Al día siguiente fue la horrible matanza de los niños. El gran edificio posterior que cerraba el patio tenía dos pisos. El inferior era una sala grande, parecida a una prisión o a un cuerpo de guardia, y en el piso superior había ventanas que daban al patio. Allí había algunas personas reunidas en un tribunal; delante de ellas había rollos sobre una mesa. Herodes estaba presente, vestido con un manto rojo adornado de piel blanca, con pequeñas colas negras. Estaba rodeado de los demás y miraba por la ventana de la sala que daba al patio. Las madres eran llamadas una a una para ser llevadas desde los edificios laterales hasta la sala inferior. Al entrar, los soldados les quitaban los niños, llevándolos al patio, donde unos veinte hombres los mataban atravesándoles la garganta y el corazón con espadas y picas. Había niños aún vestidos con pañales, a los cuales amamantaban sus madres, y otros que usaban ya vestiditos. No se ocuparon de desvestirlos, sino que tal como venían los tomaban del bracito o del pie y los arrojaban al montón.
En la fosa común.
El espectáculo era de lo más horrible que puede imaginarse. Las madres fueron amontonadas en la sala grande y cuando veían lo que hacían con sus niños, lanzaban gritos desgarradores, mesándose los cabellos y echándose en brazos unas de otras. Al fin se encontraron tan apretadas que apenas podían moverse.
La matanza duró hasta la noche. Los niños fueron echados más tarde en una fosa común, abierta en el mismo patio. Había unos setecientos niños.

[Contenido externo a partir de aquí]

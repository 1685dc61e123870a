//! Polymer Starter Kit Plus project generator.
//!
//! Asks a handful of questions (or reads them from an answers file), writes the
//! project into the destination directory and runs `npm install` and
//! `bower install` there.

use std::io::{self, Write};
use std::path::{Path, PathBuf};

use anyhow::{Context, Result};
use clap::{Args, Parser, Subcommand};
use starterkit::exit_codes;
use starterkit::generate::{install, scaffold};
use starterkit::io::answers::{AnswerSource, FileAnswers, TerminalCollector, load_answers};
use starterkit::io::config::{DEFAULT_CONFIG_FILE, load_config};
use starterkit::io::installer::{CommandInstaller, InstallOptions};
use starterkit::io::templates::TemplateTree;
use starterkit::logging;
use starterkit::plan::plan_project;
use tracing::error;

#[derive(Parser)]
#[command(
    name = "starterkit",
    version,
    about = "Scaffold a Polymer Starter Kit Plus project"
)]
struct Cli {
    /// Debug logging for this crate (overridden by `RUST_LOG`).
    #[arg(short, long, global = true)]
    verbose: bool,

    #[command(subcommand)]
    command: Command,
}

#[derive(Subcommand)]
enum Command {
    /// Generate a project, interactively unless `--answers` is given.
    New(NewArgs),
    /// Print the resolved context and every rule with its run/skip decision.
    Plan {
        /// TOML answers file keyed by question name.
        #[arg(long)]
        answers: PathBuf,
    },
}

#[derive(Args)]
struct NewArgs {
    /// Directory to generate into (created if missing).
    #[arg(long, default_value = ".")]
    dest: PathBuf,

    /// TOML answers file; skips the interview.
    #[arg(long)]
    answers: Option<PathBuf>,

    /// Generator config (defaults to `starterkit.toml` when present).
    #[arg(long)]
    config: Option<PathBuf>,

    /// Do not run the dependency installer.
    #[arg(long)]
    skip_install: bool,

    /// Do not print installer messages.
    #[arg(long)]
    skip_install_message: bool,

    /// Read templates from this directory instead of the bundled tree.
    #[arg(long, hide = true)]
    template_root: Option<PathBuf>,
}

fn main() {
    let cli = Cli::parse();
    logging::init(cli.verbose);

    let code = match run(cli.command) {
        Ok(code) => code,
        Err(err) => {
            eprintln!("{:#}", err);
            exit_codes::INVALID
        }
    };
    std::process::exit(code);
}

fn run(command: Command) -> Result<i32> {
    match command {
        Command::New(args) => cmd_new(args),
        Command::Plan { answers } => cmd_plan(&answers),
    }
}

fn cmd_new(args: NewArgs) -> Result<i32> {
    let config_path = args
        .config
        .unwrap_or_else(|| PathBuf::from(DEFAULT_CONFIG_FILE));
    let config = load_config(&config_path)?;
    let templates = match &args.template_root {
        Some(root) => TemplateTree::Dir(root),
        None => TemplateTree::Bundled,
    };

    let mut source: Box<dyn AnswerSource + '_> = match &args.answers {
        Some(path) => Box::new(FileAnswers::new(path)),
        None => Box::new(TerminalCollector::new(io::stdin().lock(), io::stdout())),
    };

    let mut out = io::stdout();
    scaffold(source.as_mut(), templates, &args.dest, &mut out)?;
    out.flush()?;

    let installer = CommandInstaller::new(config.installer);
    let options = InstallOptions {
        skip_install: args.skip_install,
        skip_message: args.skip_install_message,
    };
    match install(&installer, &args.dest, options, &mut out) {
        Ok(_) => Ok(exit_codes::OK),
        Err(err) => {
            error!(error = %format!("{err:#}"), "installer failed");
            eprintln!("{:#}", err);
            Ok(exit_codes::INSTALL_FAILED)
        }
    }
}

fn cmd_plan(answers_path: &Path) -> Result<i32> {
    let answers = load_answers(answers_path)?;
    let plan = plan_project(&answers);
    let json = serde_json::to_string_pretty(&plan).context("serialize plan")?;
    println!("{json}");
    Ok(exit_codes::OK)
}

A la noche siguiente vi a las madres sujetas con ligaduras y conducidas por los soldados a sus casas. El lugar de la matanza en Jerusalén fue el antiguo patio de las ejecuciones, a poca distancia del tribunal de Pilatos. Se cumplió así lo que dice el mismo Evangelio de san Mateo, que afirma que en ese día se realizó lo que había avisado el profeta Jeremías: “Un griterío se oye en Ramá (cerca de Belén), es Raquel (la esposa de Israel) que llora a sus hijos, y no se quiere consolar, porque ya no existen” (Jer 31, 15). Y aquellos niños inocentes volaron al cielo a recibir el premio de las almas que no tienen mancha y a orar por sus afligidos padres y pedir para ellos bendiciones.
Estas almas y las de los niños pequeños, según otra devoción privada, en este caso las revelaciones del Señor a santa Faustina Kowalska, son “las más parecidas a mi corazón”. Ellas proporcionaron a Jesucristo, en su dolorosa Pasión, “fortaleza durante mi amarga agonía, ya que las veía como ángeles terrenales, velando junto a mis altares”, como nos enseña la devoción a la Divina Misericordia. Fueron los Santos Inocentes, pues, los primeros mártires del cristianismo, cuando Jesús era apenas un bebé.